Onondaga Renewables, LLC

        Onondaga Renewables, LLC is a 50/50 joint venture between us and Catalyst Renewables LLC formed in December 2008 to repower our decommissioned 91 MW gas-fired cogeneration facility located in Geddes, New York. Utilizing locally acquired biomass fuel, the proposed facility is expected to have a capacity of approximately 45 MW. Onondaga is currently in the process of obtaining a PPA for the full output of the facility.

ASSET MANAGEMENT

        Our asset management strategy is to partner with recognized leaders in the independent power business. Most of our projects are managed by Caithness Energy, LLC; Cogentrix Energy, Inc., a subsidiary of Goldman Sachs; and, in the case of Path 15, the Western Area Power Administration, a U.S. Federal power agency. On a case-by-case basis, Caithness, Cogentrix, and Western may provide: (i) day-to-day project-level management, such as operations and maintenance and asset management activities; (ii) partnership level management tasks, such as insurance renewals; and (iii) passive partnership level management, such as acting as limited partner. In some cases these project managers or the project partnerships may subcontract with other firms experienced in project operations, such as GE, to provide for day-to-day plant operations. In addition, employees of Atlantic Power Corporation with significant experience managing similar assets are involved in most decisions with the objective to choose value-creating transactions such as contract restructurings, asset-level refinancing, acquisitions and divestitures.

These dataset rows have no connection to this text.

//! Inserts from several threads sharing one connection.
//!
//! Every thread must get back the id of its own row, never one generated by
//! a neighbour that wrote in between.

use std::sync::atomic::{AtomicUsize, Ordering};
use std::sync::Arc;
use std::thread;

use jad_rs_db::row;
use jad_rs_db::value::Value;
use jad_rs_db::Db;
use jad_rs_db_backends::SqliteConnection;

const THREADS: usize = 8;
const INSERTS_PER_THREAD: usize = 300;

fn setup_db() -> Db {
    let conn = SqliteConnection::memory().unwrap();
    conn.execute_batch(
        "CREATE TABLE tags (
            id INTEGER PRIMARY KEY AUTOINCREMENT,
            tag TEXT NOT NULL,
            created_at TEXT DEFAULT CURRENT_TIMESTAMP
        );",
    )
    .unwrap();
    Db::new(Arc::new(conn))
}

#[test]
fn test_concurrent_inserts_return_their_own_id() {
    let db = setup_db();
    let mismatches = AtomicUsize::new(0);

    thread::scope(|scope| {
        for t in 0..THREADS {
            let db = db.clone();
            let mismatches = &mismatches;
            scope.spawn(move || {
                for i in 0..INSERTS_PER_THREAD {
                    let tag = format!("{t}-{i}");
                    let id = db
                        .table("tags")
                        .unwrap()
                        .try_insert(row! { "tag" => tag.clone() })
                        .unwrap();
                    let found = db.table("tags").unwrap().find(id).unwrap();
                    if found["tag"] != Value::from(tag) {
                        mismatches.fetch_add(1, Ordering::SeqCst);
                    }
                }
            });
        }
    });

    assert_eq!(mismatches.load(Ordering::SeqCst), 0);
    assert_eq!(
        db.table("tags").unwrap().count(),
        (THREADS * INSERTS_PER_THREAD) as i64
    );
}

#[test]
fn test_concurrent_inserts_generate_distinct_ids() {
    let db = setup_db();

    let mut ids: Vec<i64> = thread::scope(|scope| {
        let handles: Vec<_> = (0..THREADS)
            .map(|t| {
                let db = db.clone();
                scope.spawn(move || {
                    (0..50)
                        .map(|i| {
                            db.table("tags")
                                .unwrap()
                                .insert(row! { "tag" => format!("{t}/{i}") })
                                .unwrap()
                        })
                        .collect::<Vec<_>>()
                })
            })
            .collect();
        handles
            .into_iter()
            .flat_map(|h| h.join().unwrap())
            .collect()
    });

    ids.sort_unstable();
    ids.dedup();
    assert_eq!(ids.len(), THREADS * 50);
}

        Caithness Energy, LLC is one of the largest privately-held independent power producers in the United States. For over 25 years in the independent power business, Caithness, has been actively engaged in the development, acquisition and management of independent power facilities for its own account as well as in venture arrangements with other entities. Caithness operates our Auburndale, Lake and Pasco projects and provides other asset management services for our Orlando, Selkirk and Badger Creek projects.

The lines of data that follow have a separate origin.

//! Settings system for the jad-rs framework.
//!
//! This module provides the [`Settings`] struct, which holds the framework
//! configuration (application name, logging, database connections), and
//! [`LazySettings`], a globally-accessible, lazily-initialized settings
//! instance. The query layer never reads the global; connection handles are
//! always passed explicitly.

use std::collections::HashMap;
use std::path::PathBuf;
use std::sync::OnceLock;

use serde::{Deserialize, Serialize};

use crate::error::{JadError, JadResult};

/// Database connection configuration.
#[derive(Debug, Clone, PartialEq, Eq, Serialize, Deserialize)]
#[serde(default)]
pub struct DatabaseSettings {
    /// The database engine: `sqlite` (bundled), or `mysql`/`mariadb` with the
    /// `mysql` feature.
    pub engine: String,
    /// The database name (or file path for `SQLite`, `:memory:` allowed).
    pub name: String,
    /// The database host.
    pub host: String,
    /// The database port.
    pub port: u16,
    /// The database user.
    pub user: String,
    /// The database password.
    pub password: String,
    /// Additional engine-specific options.
    pub options: HashMap<String, String>,
}

impl Default for DatabaseSettings {
    fn default() -> Self {
        Self {
            engine: "sqlite".to_string(),
            name: "database.sqlite3".to_string(),
            host: "localhost".to_string(),
            port: 0,
            user: String::new(),
            password: String::new(),
            options: HashMap::new(),
        }
    }
}

impl DatabaseSettings {
    /// Shorthand for an in-memory `SQLite` database.
    pub fn sqlite_memory() -> Self {
        Self {
            name: ":memory:".to_string(),
            ..Self::default()
        }
    }
}

/// The complete set of framework settings.
///
/// # Examples
///
/// ```
/// use jad_rs_core::settings::Settings;
///
/// let settings = Settings::default();
/// assert!(settings.debug);
/// assert_eq!(settings.log_level, "info");
/// assert!(settings.databases.contains_key("default"));
/// ```
#[derive(Debug, Clone, Serialize, Deserialize)]
#[serde(default)]
pub struct Settings {
    // ── Core ─────────────────────────────────────────────────────────

    /// Whether debug mode is enabled.
    pub debug: bool,
    /// Human readable application name.
    pub app_name: String,

    // ── Logging ──────────────────────────────────────────────────────

    /// The log level or filter directive (e.g. "info", "jad_rs_db=debug").
    pub log_level: String,
    /// Append log output to this file instead of stderr.
    pub log_file: Option<PathBuf>,

    // ── Database ─────────────────────────────────────────────────────

    /// Log every compiled query and its bindings before execution.
    pub query_debug: bool,
    /// Database configurations, keyed by alias (e.g. "default").
    pub databases: HashMap<String, DatabaseSettings>,

    // ── Escape hatch ─────────────────────────────────────────────────

    /// Custom settings that don't fit into the above categories.
    pub extra: HashMap<String, serde_json::Value>,
}

impl Default for Settings {
    fn default() -> Self {
        let mut databases = HashMap::new();
        databases.insert("default".to_string(), DatabaseSettings::default());

        Self {
            debug: true,
            app_name: "jad".to_string(),
            log_level: "info".to_string(),
            log_file: None,
            query_debug: false,
            databases,
            extra: HashMap::new(),
        }
    }
}

impl Settings {
    /// Returns the `default` database configuration.
    pub fn default_database(&self) -> JadResult<&DatabaseSettings> {
        self.database("default")
    }

    /// Returns the database configuration registered under `alias`.
    pub fn database(&self, alias: &str) -> JadResult<&DatabaseSettings> {
        self.databases.get(alias).ok_or_else(|| {
            JadError::ImproperlyConfigured(format!("No database configured for alias '{alias}'"))
        })
    }
}

/// A lazily-initialized, globally-accessible settings container.
///
/// Call [`configure`](LazySettings::configure) once at startup to set the
/// settings, then use [`get`](LazySettings::get) to access them.
pub struct LazySettings {
    inner: OnceLock<Settings>,
}

impl Default for LazySettings {
    fn default() -> Self {
        Self::new()
    }
}

impl LazySettings {
    /// Creates a new, unconfigured `LazySettings`.
    pub const fn new() -> Self {
        Self {
            inner: OnceLock::new(),
        }
    }

    /// Configures the global settings. Only the first call wins.
    pub fn configure(&self, settings: Settings) -> JadResult<()> {
        self.inner.set(settings).map_err(|_| {
            JadError::ImproperlyConfigured("Settings have already been configured".to_string())
        })
    }

    /// Returns a reference to the configured settings.
    pub fn get(&self) -> JadResult<&Settings> {
        self.inner.get().ok_or_else(|| {
            JadError::ImproperlyConfigured(
                "Settings have not been configured. Call SETTINGS.configure() first.".to_string(),
            )
        })
    }

    /// Returns `true` if settings have been configured.
    pub fn is_configured(&self) -> bool {
        self.inner.get().is_some()
    }
}

/// The global settings instance.
pub static SETTINGS: LazySettings = LazySettings::new();

#[cfg(test)]
mod tests {
    use super::*;

    #[test]
    fn test_default_settings() {
        let s = Settings::default();
        assert!(s.debug);
        assert_eq!(s.app_name, "jad");
        assert_eq!(s.log_level, "info");
        assert!(s.log_file.is_none());
        assert!(!s.query_debug);
        assert!(s.extra.is_empty());
    }

    #[test]
    fn test_default_database() {
        let s = Settings::default();
        let db = s.default_database().unwrap();
        assert_eq!(db.engine, "sqlite");
        assert_eq!(db.name, "database.sqlite3");
        assert_eq!(db.host, "localhost");
    }

    #[test]
    fn test_missing_alias_is_improperly_configured() {
        let s = Settings::default();
        let err = s.database("replica").unwrap_err();
        assert!(matches!(err, JadError::ImproperlyConfigured(_)));
        assert!(err.to_string().contains("replica"));
    }

    #[test]
    fn test_sqlite_memory() {
        let db = DatabaseSettings::sqlite_memory();
        assert_eq!(db.name, ":memory:");
        assert_eq!(db.engine, "sqlite");
    }

    #[test]
    fn test_settings_serialization_roundtrip() {
        let s = Settings::default();
        let json = serde_json::to_string(&s).unwrap();
        let back: Settings = serde_json::from_str(&json).unwrap();
        assert_eq!(back.app_name, s.app_name);
        assert_eq!(back.databases, s.databases);
    }

    #[test]
    fn test_partial_deserialization_uses_defaults() {
        let s: Settings = serde_json::from_str(r#"{"app_name": "blog"}"#).unwrap();
        assert_eq!(s.app_name, "blog");
        assert_eq!(s.log_level, "info");
        assert!(s.databases.contains_key("default"));
    }

    #[test]
    fn test_lazy_settings_lifecycle() {
        let lazy = LazySettings::new();
        assert!(!lazy.is_configured());
        assert!(lazy.get().is_err());

        let s = Settings {
            app_name: "lazy".to_string(),
            ..Settings::default()
        };
        lazy.configure(s).unwrap();
        assert!(lazy.is_configured());
        assert_eq!(lazy.get().unwrap().app_name, "lazy");

        let again = lazy.configure(Settings::default());
        assert!(matches!(again, Err(JadError::ImproperlyConfigured(_))));
    }
}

        Cogentrix Energy, Inc develops, owns, and operates independent power plants, located primarily in the U.S. Cogentrix manages the operation of the Chambers and Selkirk projects. New York-based investment firm Goldman Sachs Group acquired Cogentrix in December 2003. In November 2007, Goldman Sachs sold 80% of its interest in a number of the Cogentrix independent power plants, including Chambers and Selkirk to Energy Investors Funds, an established private equity fund manager that invests in the U.S. energy and electric power sector. Cogentrix continues to manage the Chambers and Selkirk projects.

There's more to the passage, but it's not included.